I was 7 years old when I found out that I hate throwing or giving my things away. I found this out because there was a book swap in my Second Grade class in which each child was asked to bring a book that they would exchange with another child. It was a creative way to inspire literacy as well as help children share and recycle books. Sounds good, right? No! I hated it! I didn’t want to give up my book. Why didn’t these teachers understand that and leave me alone? I liked my book – that is why it was mine. I didn’t care if I hadn’t read that “baby” book in 5 years. It was mine for pete’s sake; leave me alone.
Today, I feel vindicated and understand why I didn’t want to give my book away. An excellent article written in “the psychologist….” by contributing author Dr. Christian Jarrett explained why it is so hard for people to part with their things. Decluttering is stressful! I find this research especially fascinating in regard to kids and teens and wish my teachers would have known these insights way back then.
- By the age of 2, children possess and are attached quickly to objects and toys, especially if they “own” it first. Not sure about this one? Just try and take something away from a 2-year-old who was the first to play with a toy truck during a playdate; a very loud, a very insistent “mine” will inevitably result.
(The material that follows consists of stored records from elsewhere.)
//! CLI argument definitions for the Mindful application.
//!
//! Priority resolution: CLI args > env vars > config file > defaults.

use clap::{Args, Parser, Subcommand};
use std::path::PathBuf;

/// Mindful - a gentle diary and care companion.
#[derive(Parser, Debug)]
#[command(name = "mindful", version, about)]
pub struct CliArgs {
    /// Path to the configuration file.
    #[arg(short = 'c', long = "config", global = true)]
    pub config: Option<PathBuf>,

    /// API server port.
    #[arg(short = 'p', long = "port", global = true)]
    pub port: Option<u16>,

    /// Log level (trace, debug, info, warn, error).
    #[arg(short = 'l', long = "log-level", global = true)]
    pub log_level: Option<String>,

    #[command(subcommand)]
    pub command: Option<Command>,
}

#[derive(Subcommand, Debug, Clone, PartialEq, Eq)]
pub enum Command {
    /// Serve the local HTTP API (the default).
    Serve,
    /// Reflect on a single diary entry in the terminal.
    Diary(DiaryArgs),
}

/// Where the diary entry comes from. Exactly one source is required.
#[derive(Args, Debug, Clone, PartialEq, Eq)]
#[group(required = true, multiple = false)]
pub struct DiaryArgs {
    /// Typed entry.
    #[arg(long)]
    pub text: Option<String>,

    /// WAV recording of a spoken entry.
    #[arg(long)]
    pub file: Option<PathBuf>,

    /// Speak the entry into the default microphone.
    #[arg(long)]
    pub listen: bool,
}

impl CliArgs {
    pub fn command(&self) -> Command {
        self.command.clone().unwrap_or(Command::Serve)
    }

    /// Resolve the configuration file path.
    ///
    /// Priority: --config flag > MINDFUL_CONFIG env var > ~/.mindful/config.toml.
    pub fn resolve_config_path(&self) -> PathBuf {
        if let Some(ref p) = self.config {
            return p.clone();
        }
        if let Ok(p) = std::env::var("MINDFUL_CONFIG") {
            return PathBuf::from(p);
        }
        default_config_path()
    }

    /// Resolve the API server port.
    ///
    /// Priority: --port flag > MINDFUL_PORT env var > config file value > 3040.
    pub fn resolve_port(&self, config_port: u16) -> u16 {
        if let Some(p) = self.port {
            return p;
        }
        if let Ok(val) = std::env::var("MINDFUL_PORT") {
            if let Ok(p) = val.parse::<u16>() {
                return p;
            }
        }
        if config_port != 0 {
            return config_port;
        }
        3040
    }
}

/// Default config file path for the current platform.
fn default_config_path() -> PathBuf {
    #[cfg(target_os = "windows")]
    if let Ok(home) = std::env::var("USERPROFILE") {
        return PathBuf::from(home).join(".mindful").join("config.toml");
    }
    #[cfg(not(target_os = "windows"))]
    if let Ok(home) = std::env::var("HOME") {
        return PathBuf::from(home).join(".mindful").join("config.toml");
    }
    PathBuf::from("config.toml")
}
use std::path::Path;

use serde::{Deserialize, Serialize};
use tracing::{info, warn};

use crate::error::{MindfulError, Result};

/// Top-level configuration for the Mindful companion.
///
/// Loaded from `~/.mindful/config.toml` by default. Every section falls back
/// to its defaults when absent, so an empty file is a valid configuration.
#[derive(Debug, Clone, Default, Serialize, Deserialize)]
pub struct MindfulConfig {
    #[serde(default)]
    pub general: GeneralConfig,
    #[serde(default)]
    pub listen: ListenConfig,
    #[serde(default)]
    pub recognizer: RecognizerConfig,
    #[serde(default)]
    pub api: ApiConfig,
}

impl MindfulConfig {
    /// Load configuration from a TOML file.
    ///
    /// Returns an error if the file cannot be read or parsed.
    pub fn load(path: &Path) -> Result<Self> {
        let content = std::fs::read_to_string(path)?;
        let config: MindfulConfig = toml::from_str(&content)?;
        info!("Configuration loaded from {}", path.display());
        Ok(config)
    }

    /// Load configuration from a TOML file, falling back to defaults if the
    /// file does not exist or cannot be parsed.
    pub fn load_or_default(path: &Path) -> Self {
        match Self::load(path) {
            Ok(config) => config,
            Err(e) => {
                warn!(
                    "Failed to load config from {}: {}. Using defaults.",
                    path.display(),
                    e
                );
                Self::default()
            }
        }
    }

    /// Save the current configuration to a TOML file.
    pub fn save(&self, path: &Path) -> Result<()> {
        if let Some(parent) = path.parent() {
            std::fs::create_dir_all(parent)?;
        }
        let content =
            toml::to_string_pretty(self).map_err(|e| MindfulError::Config(e.to_string()))?;
        std::fs::write(path, content)?;
        info!("Configuration saved to {}", path.display());
        Ok(())
    }
}

/// General application settings.
#[derive(Debug, Clone, Serialize, Deserialize)]
#[serde(default)]
pub struct GeneralConfig {
    /// Log level: trace, debug, info, warn, error.
    pub log_level: String,
    /// Port for the local HTTP API.
    pub port: u16,
}

impl Default for GeneralConfig {
    fn default() -> Self {
        Self {
            log_level: "info".to_string(),
            port: 3040,
        }
    }
}

/// Live microphone listening parameters.
#[derive(Debug, Clone, Serialize, Deserialize)]
#[serde(default)]
pub struct ListenConfig {
    /// Ambient-noise calibration before listening, in milliseconds.
    pub calibration_ms: u64,
    /// Speech must begin within this many seconds.
    pub timeout_secs: u64,
    /// Speech is cut off after this many seconds.
    pub phrase_limit_secs: u64,
    /// Silence that ends a phrase, in milliseconds.
    pub pause_ms: u64,
    /// Minimum speech length for a phrase to count, in milliseconds.
    pub phrase_min_ms: u64,
    /// Silence kept on either side of a phrase, in milliseconds.
    pub non_speaking_ms: u64,
    /// Initial RMS energy threshold separating speech from silence.
    pub energy_threshold: f64,
    /// Longest a live source may go without delivering a frame once speech
    /// has started, in milliseconds.
    pub stall_ms: u64,
    /// Keep adapting the threshold while waiting for speech.
    pub dynamic_energy: bool,
    /// Duration of one captured frame, in milliseconds.
    pub frame_ms: u64,
    /// Microphone sample rate in Hz.
    pub sample_rate: u32,
}

impl Default for ListenConfig {
    fn default() -> Self {
        Self {
            calibration_ms: 500,
            timeout_secs: 5,
            phrase_limit_secs: 15,
            pause_ms: 800,
            phrase_min_ms: 300,
            non_speaking_ms: 500,
            energy_threshold: 300.0,
            stall_ms: 2_000,
            dynamic_energy: true,
            frame_ms: 64,
            sample_rate: 16_000,
        }
    }
}

/// Remote speech recognition service.
#[derive(Debug, Clone, Serialize, Deserialize)]
#[serde(default)]
pub struct RecognizerConfig {
    /// Recognition endpoint URL.
    pub endpoint: String,
    /// API key sent as the `key` query parameter. Empty means the recognizer
    /// uses the public Chromium key.
    pub api_key: String,
    /// BCP-47 language tag.
    pub language: String,
    /// Upper bound on one recognition round trip, in seconds.
    pub request_timeout_secs: u64,
}

impl Default for RecognizerConfig {
    fn default() -> Self {
        Self {
            endpoint: "http://www.google.com/speech-api/v2/recognize".to_string(),
            api_key: String::new(),
            language: "en-US".to_string(),
            request_timeout_secs: 10,
        }
    }
}

/// HTTP API limits.
#[derive(Debug, Clone, Serialize, Deserialize)]
#[serde(default)]
pub struct ApiConfig {
    /// Maximum number of live sessions held in memory.
    pub max_sessions: usize,
    /// A session untouched for this many seconds is dropped.
    pub session_idle_secs: u64,
    /// Requests allowed per second across all clients.
    pub rate_limit_per_sec: u64,
    /// Largest accepted request body (audio uploads included), in bytes.
    pub body_limit_bytes: usize,
}

impl Default for ApiConfig {
    fn default() -> Self {
        Self {
            max_sessions: 256,
            session_idle_secs: 30 * 60,
            rate_limit_per_sec: 50,
            body_limit_bytes: 10 * 1024 * 1024,
        }
    }
}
- The Endowment Effect happens by age 6; merely by existing and having owned it, an object has special meaning or value to a child. This explains why at my tender age of 7 giving something of mine away felt horrible.
- Envy is a more mature emotion that occurs in later preschool, early kindergarten. Because the child considers something theirs, they feel injustice when asked to share. To them, it just seems wrong and they are envious of anyone who gets, plays or takes anything of theirs.
- Back in 1932, child psychologist Jean Piaget explained that jealousy over material objects is exhibited in very young children and they are often morally affronted if asked to share.
Recent psychoneurological research shows our brains create hard and fast connections with things we own starting at a young age. It’s a part of our emotional make-up as humans. Knowing this is part of our intentional design, we can approach decluttering our lives a bit more wisely.
First, be self-aware. Getting rid of things will to some degree leave pangs of sadness, envy, jealousy or anger. We are actually breaking neural connections in our brain when we declutter. As such, expect material purging, going to GoodWill, or helping your children clean out their toys to make room for new ones an emotional task as well as a physical one. No, not all of us will feel this pain at the same level, some of you hardly at all. But be self-aware of how you feel and manage those feelings as you declutter.
Second, attachment to our environment is a gift from God. We would be very lonely if we felt no connection with the people, places and things we have been blessed with. However, being too attached can lead to a materialistic mindset or even the disorder of hoarding (which affects upward to 14 million people in the USA). One way to counteract that envy and jealousy we first felt as kids is to see decluttering as a step in spiritual maturity. While giving away something you’ve enjoyed or clearing out a drawer, thank God for the use and joy you received from anything you are getting rid of, but then affirm He is first place in your life (the gift-giver) by getting rid of it. Teach your children this as you help them clean up their rooms.
Third, and last, we know that the more stuff you have, the more stuff you have to take care of. Any thing you possess requires a bit of your time and energy whether you realize it or not. One of the best ways to destress is by throwing something away. Look around – what is at least one thing right now you can throw or give away? You’re one step closer to a less stressful life.
Dear Reader, we live in a world of infomercials, trying to talk us into “more”. Today, grow emotionally and spiritually while destressing by decluttering your life, one thing at a time. As a popular writer of minimalism said, “The first step in crafting the life you want is to get rid of everything you don’t.” (Joshua Becker)
Blessings to you as we pursue peace by taking honest looks at all the areas of our life. May the destressing by decluttering begin! Fondly yours, Elizabeth
BONUS: Marie Kondo offers practical insights into how to embrace a streamlined life (www.youtube.com/channel/UCNaPKFA1niUFRgzkVqqhJVg). One point she makes is that by having too many things, you actually minimize the importance and beauty (value) of the things you do have. Tidy up, value what you’ve got, and live a more peaceful, “decluttered” life.